→ **TASK DETAILS**
Could you set down the full listing, unchanged?

→ **EXERCISE DATA**
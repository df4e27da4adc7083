use rust_decimal::{Decimal, RoundingStrategy};

/// Formats an amount for display: currency symbol, thousands separators and
/// two decimal places. Stored values keep their exact precision.
pub fn format_currency(amount: Decimal, symbol: &str) -> String {
    let rounded = amount.round_dp_with_strategy(2, RoundingStrategy::MidpointAwayFromZero);
    let negative = rounded < Decimal::ZERO;
    let plain = format!("{:.2}", rounded.abs());
    let (whole, fraction) = plain.split_once('.').unwrap_or((plain.as_str(), "00"));

    let mut grouped = String::with_capacity(whole.len() + whole.len() / 3);
    for (index, digit) in whole.chars().enumerate() {
        if index > 0 && (whole.len() - index) % 3 == 0 {
            grouped.push(',');
        }
        grouped.push(digit);
    }

    let sign = if negative { "-" } else { "" };
    format!("{sign}{symbol}{grouped}.{fraction}")
}
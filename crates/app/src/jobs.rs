use axum::{
    extract::{rejection::JsonRejection, Path, Query, State},
    http::{header, StatusCode},
    response::IntoResponse,
    Json,
};
use serde::Deserialize;
use tracing::{info, warn};

use jobboard_core::{Company, JobId, JobOpportunity, JobQuery, ServiceError};

use crate::form::{JobForm, JobView};
use crate::problem::ProblemResponse;
use crate::router::AppState;
use crate::telemetry::{record_mutation, record_query};

/// Query string accepted by the job listing.
#[derive(Debug, Default, Deserialize)]
#[serde(rename_all = "camelCase")]
pub struct ListParams {
    search_term: Option<String>,
    company: Option<String>,
    location: Option<String>,
    sort_by: Option<String>,
    sort_order: Option<String>,
}

impl ListParams {
    fn into_query(self) -> JobQuery {
        JobQuery::from_params(
            self.search_term,
            self.company,
            self.location,
            self.sort_by.as_deref(),
            self.sort_order.as_deref(),
        )
    }
}

pub async fn list(
    State(state): State<AppState>,
    Query(params): Query<ListParams>,
) -> Result<Json<Vec<JobView>>, ProblemResponse> {
    record_query("filtered");
    let query = params.into_query();
    let jobs = state.service().find_filtered(&query).await?;
    Ok(Json(state.views(jobs)))
}

pub async fn list_all(
    State(state): State<AppState>,
) -> Result<Json<Vec<JobView>>, ProblemResponse> {
    record_query("all");
    let jobs = state.service().list_all().await?;
    Ok(Json(state.views(jobs)))
}

pub async fn show(
    State(state): State<AppState>,
    Path(id): Path<JobId>,
) -> Result<Json<JobView>, ProblemResponse> {
    record_query("by_id");
    let job = state.service().get_by_id(id).await?;
    Ok(Json(state.view(job)))
}

pub async fn create(
    State(state): State<AppState>,
    payload: Result<Json<JobForm>, JsonRejection>,
) -> Result<impl IntoResponse, ProblemResponse> {
    let Json(form) = payload.map_err(invalid_body)?;
    let company = resolve_company(&state, &form)
        .await
        .map_err(|err| mutation_failed("create", None, err))?;

    let result = match form.into_details(company.as_ref(), state.today()) {
        Ok(details) => state.service().create(details).await,
        Err(errors) => Err(ServiceError::Validation(errors)),
    };

    match result {
        Ok(job) => {
            record_mutation("create", "ok");
            info!(
                stage = "jobs",
                id = job.id,
                title = %job.details.title,
                "job opportunity created"
            );
            let location = format!("/jobs/{}", job.id);
            Ok((
                StatusCode::CREATED,
                [(header::LOCATION, location)],
                Json(state.view(job)),
            ))
        }
        Err(err) => Err(mutation_failed("create", None, err)),
    }
}

pub async fn update(
    State(state): State<AppState>,
    Path(id): Path<JobId>,
    payload: Result<Json<JobForm>, JsonRejection>,
) -> Result<StatusCode, ProblemResponse> {
    let Json(form) = payload.map_err(invalid_body)?;
    let company = resolve_company(&state, &form)
        .await
        .map_err(|err| mutation_failed("update", Some(id), err))?;

    let result = match form.into_details(company.as_ref(), state.today()) {
        Ok(details) => state.service().update(&JobOpportunity::new(id, details)).await,
        Err(errors) => Err(ServiceError::Validation(errors)),
    };

    match result {
        Ok(()) => {
            record_mutation("update", "ok");
            info!(stage = "jobs", id, "job opportunity updated");
            Ok(StatusCode::NO_CONTENT)
        }
        Err(ServiceError::Conflict(stale_id)) => {
            let reread = state.service().get_by_id(stale_id).await;
            Err(mutation_failed("update", Some(id), stale_update(stale_id, reread)))
        }
        Err(err) => Err(mutation_failed("update", Some(id), err)),
    }
}

pub async fn delete(
    State(state): State<AppState>,
    Path(id): Path<JobId>,
) -> Result<StatusCode, ProblemResponse> {
    match state.service().delete(id).await {
        Ok(()) => {
            record_mutation("delete", "ok");
            info!(stage = "jobs", id, "job opportunity deleted");
            Ok(StatusCode::NO_CONTENT)
        }
        Err(err) => Err(mutation_failed("delete", Some(id), err)),
    }
}

/// Looks up the company named by the form. An unknown id is an error; a
/// missing one is left to validation.
async fn resolve_company(
    state: &AppState,
    form: &JobForm,
) -> Result<Option<Company>, ServiceError> {
    match form.company_id {
        Some(company_id) => state.service().get_company_by_id(company_id).await.map(Some),
        None => Ok(None),
    }
}

/// Resolves a stale update against a fresh read: a vanished record is missing,
/// a present one is a conflict, and a failed read is passed through.
fn stale_update(id: JobId, reread: Result<JobOpportunity, ServiceError>) -> ServiceError {
    match reread {
        Ok(_) => ServiceError::Conflict(id),
        Err(err) => err,
    }
}

fn mutation_failed(op: &'static str, id: Option<JobId>, err: ServiceError) -> ProblemResponse {
    let result = match &err {
        ServiceError::Validation(_) => "invalid",
        ServiceError::JobNotFound(_) | ServiceError::CompanyNotFound(_) => "not_found",
        ServiceError::Conflict(_) => "conflict",
        ServiceError::Repository(_) => "error",
    };
    record_mutation(op, result);
    match &err {
        ServiceError::Validation(errors) => {
            let field = errors.first().map(|e| e.field.as_str()).unwrap_or_default();
            warn!(stage = "jobs", op, ?id, field, error = %err, "job opportunity rejected");
        }
        _ => warn!(stage = "jobs", op, ?id, error = %err, "job opportunity mutation failed"),
    }
    err.into()
}

fn invalid_body(rejection: JsonRejection) -> ProblemResponse {
    ProblemResponse::new(rejection.status(), "invalid_body", rejection.body_text())
}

→ **SOLUTION**
repository df4e27da4adc7083
use rust_decimal::{Decimal, RoundingStrategy};

/// Formats an amount for display: currency symbol, thousands separators and
/// two decimal places. Stored values keep their exact precision.
pub fn format_currency(amount: Decimal, symbol: &str) -> String {
    let rounded = amount.round_dp_with_strategy(2, RoundingStrategy::MidpointAwayFromZero);
    let negative = rounded < Decimal::ZERO;
    let plain = format!("{:.2}", rounded.abs());
    let (whole, fraction) = plain.split_once('.').unwrap_or((plain.as_str(), "00"));

    let mut grouped = String::with_capacity(whole.len() + whole.len() / 3);
    for (index, digit) in whole.chars().enumerate() {
        if index > 0 && (whole.len() - index) % 3 == 0 {
            grouped.push(',');
        }
        grouped.push(digit);
    }

    let sign = if negative { "-" } else { "" };
    format!("{sign}{symbol}{grouped}.{fraction}")
}
filename crates/app/src/jobs.rs
use axum::{
    extract::{rejection::JsonRejection, Path, Query, State},
    http::{header, StatusCode},
    response::IntoResponse,
    Json,
};
use serde::Deserialize;
use tracing::{info, warn};

use jobboard_core::{Company, JobId, JobOpportunity, JobQuery, ServiceError};

use crate::form::{JobForm, JobView};
use crate::problem::ProblemResponse;
use crate::router::AppState;
use crate::telemetry::{record_mutation, record_query};

/// Query string accepted by the job listing.
#[derive(Debug, Default, Deserialize)]
#[serde(rename_all = "camelCase")]
pub struct ListParams {
    search_term: Option<String>,
    company: Option<String>,
    location: Option<String>,
    sort_by: Option<String>,
    sort_order: Option<String>,
}

impl ListParams {
    fn into_query(self) -> JobQuery {
        JobQuery::from_params(
            self.search_term,
            self.company,
            self.location,
            self.sort_by.as_deref(),
            self.sort_order.as_deref(),
        )
    }
}

pub async fn list(
    State(state): State<AppState>,
    Query(params): Query<ListParams>,
) -> Result<Json<Vec<JobView>>, ProblemResponse> {
    record_query("filtered");
    let query = params.into_query();
    let jobs = state.service().find_filtered(&query).await?;
    Ok(Json(state.views(jobs)))
}

pub async fn list_all(
    State(state): State<AppState>,
) -> Result<Json<Vec<JobView>>, ProblemResponse> {
    record_query("all");
    let jobs = state.service().list_all().await?;
    Ok(Json(state.views(jobs)))
}

pub async fn show(
    State(state): State<AppState>,
    Path(id): Path<JobId>,
) -> Result<Json<JobView>, ProblemResponse> {
    record_query("by_id");
    let job = state.service().get_by_id(id).await?;
    Ok(Json(state.view(job)))
}

pub async fn create(
    State(state): State<AppState>,
    payload: Result<Json<JobForm>, JsonRejection>,
) -> Result<impl IntoResponse, ProblemResponse> {
    let Json(form) = payload.map_err(invalid_body)?;
    let company = resolve_company(&state, &form)
        .await
        .map_err(|err| mutation_failed("create", None, err))?;

    let result = match form.into_details(company.as_ref(), state.today()) {
        Ok(details) => state.service().create(details).await,
        Err(errors) => Err(ServiceError::Validation(errors)),
    };

    match result {
        Ok(job) => {
            record_mutation("create", "ok");
            info!(
                stage = "jobs",
                id = job.id,
                title = %job.details.title,
                "job opportunity created"
            );
            let location = format!("/jobs/{}", job.id);
            Ok((
                StatusCode::CREATED,
                [(header::LOCATION, location)],
                Json(state.view(job)),
            ))
        }
        Err(err) => Err(mutation_failed("create", None, err)),
    }
}

pub async fn update(
    State(state): State<AppState>,
    Path(id): Path<JobId>,
    payload: Result<Json<JobForm>, JsonRejection>,
) -> Result<StatusCode, ProblemResponse> {
    let Json(form) = payload.map_err(invalid_body)?;
    let company = resolve_company(&state, &form)
        .await
        .map_err(|err| mutation_failed("update", Some(id), err))?;

    let result = match form.into_details(company.as_ref(), state.today()) {
        Ok(details) => state.service().update(&JobOpportunity::new(id, details)).await,
        Err(errors) => Err(ServiceError::Validation(errors)),
    };

    match result {
        Ok(()) => {
            record_mutation("update", "ok");
            info!(stage = "jobs", id, "job opportunity updated");
            Ok(StatusCode::NO_CONTENT)
        }
        Err(ServiceError::Conflict(stale_id)) => {
            let reread = state.service().get_by_id(stale_id).await;
            Err(mutation_failed("update", Some(id), stale_update(stale_id, reread)))
        }
        Err(err) => Err(mutation_failed("update", Some(id), err)),
    }
}

pub async fn delete(
    State(state): State<AppState>,
    Path(id): Path<JobId>,
) -> Result<StatusCode, ProblemResponse> {
    match state.service().delete(id).await {
        Ok(()) => {
            record_mutation("delete", "ok");
            info!(stage = "jobs", id, "job opportunity deleted");
            Ok(StatusCode::NO_CONTENT)
        }
        Err(err) => Err(mutation_failed("delete", Some(id), err)),
    }
}

/// Looks up the company named by the form. An unknown id is an error; a
/// missing one is left to validation.
async fn resolve_company(
    state: &AppState,
    form: &JobForm,
) -> Result<Option<Company>, ServiceError> {
    match form.company_id {
        Some(company_id) => state.service().get_company_by_id(company_id).await.map(Some),
        None => Ok(None),
    }
}

/// Resolves a stale update against a fresh read: a vanished record is missing,
/// a present one is a conflict, and a failed read is passed through.
fn stale_update(id: JobId, reread: Result<JobOpportunity, ServiceError>) -> ServiceError {
    match reread {
        Ok(_) => ServiceError::Conflict(id),
        Err(err) => err,
    }
}

fn mutation_failed(op: &'static str, id: Option<JobId>, err: ServiceError) -> ProblemResponse {
    let result = match &err {
        ServiceError::Validation(_) => "invalid",
        ServiceError::JobNotFound(_) | ServiceError::CompanyNotFound(_) => "not_found",
        ServiceError::Conflict(_) => "conflict",
        ServiceError::Repository(_) => "error",
    };
    record_mutation(op, result);
    match &err {
        ServiceError::Validation(errors) => {
            let field = errors.first().map(|e| e.field.as_str()).unwrap_or_default();
            warn!(stage = "jobs", op, ?id, field, error = %err, "job opportunity rejected");
        }
        _ => warn!(stage = "jobs", op, ?id, error = %err, "job opportunity mutation failed"),
    }
    err.into()
}

fn invalid_body(rejection: JsonRejection) -> ProblemResponse {
    ProblemResponse::new(rejection.status(), "invalid_body", rejection.body_text())
}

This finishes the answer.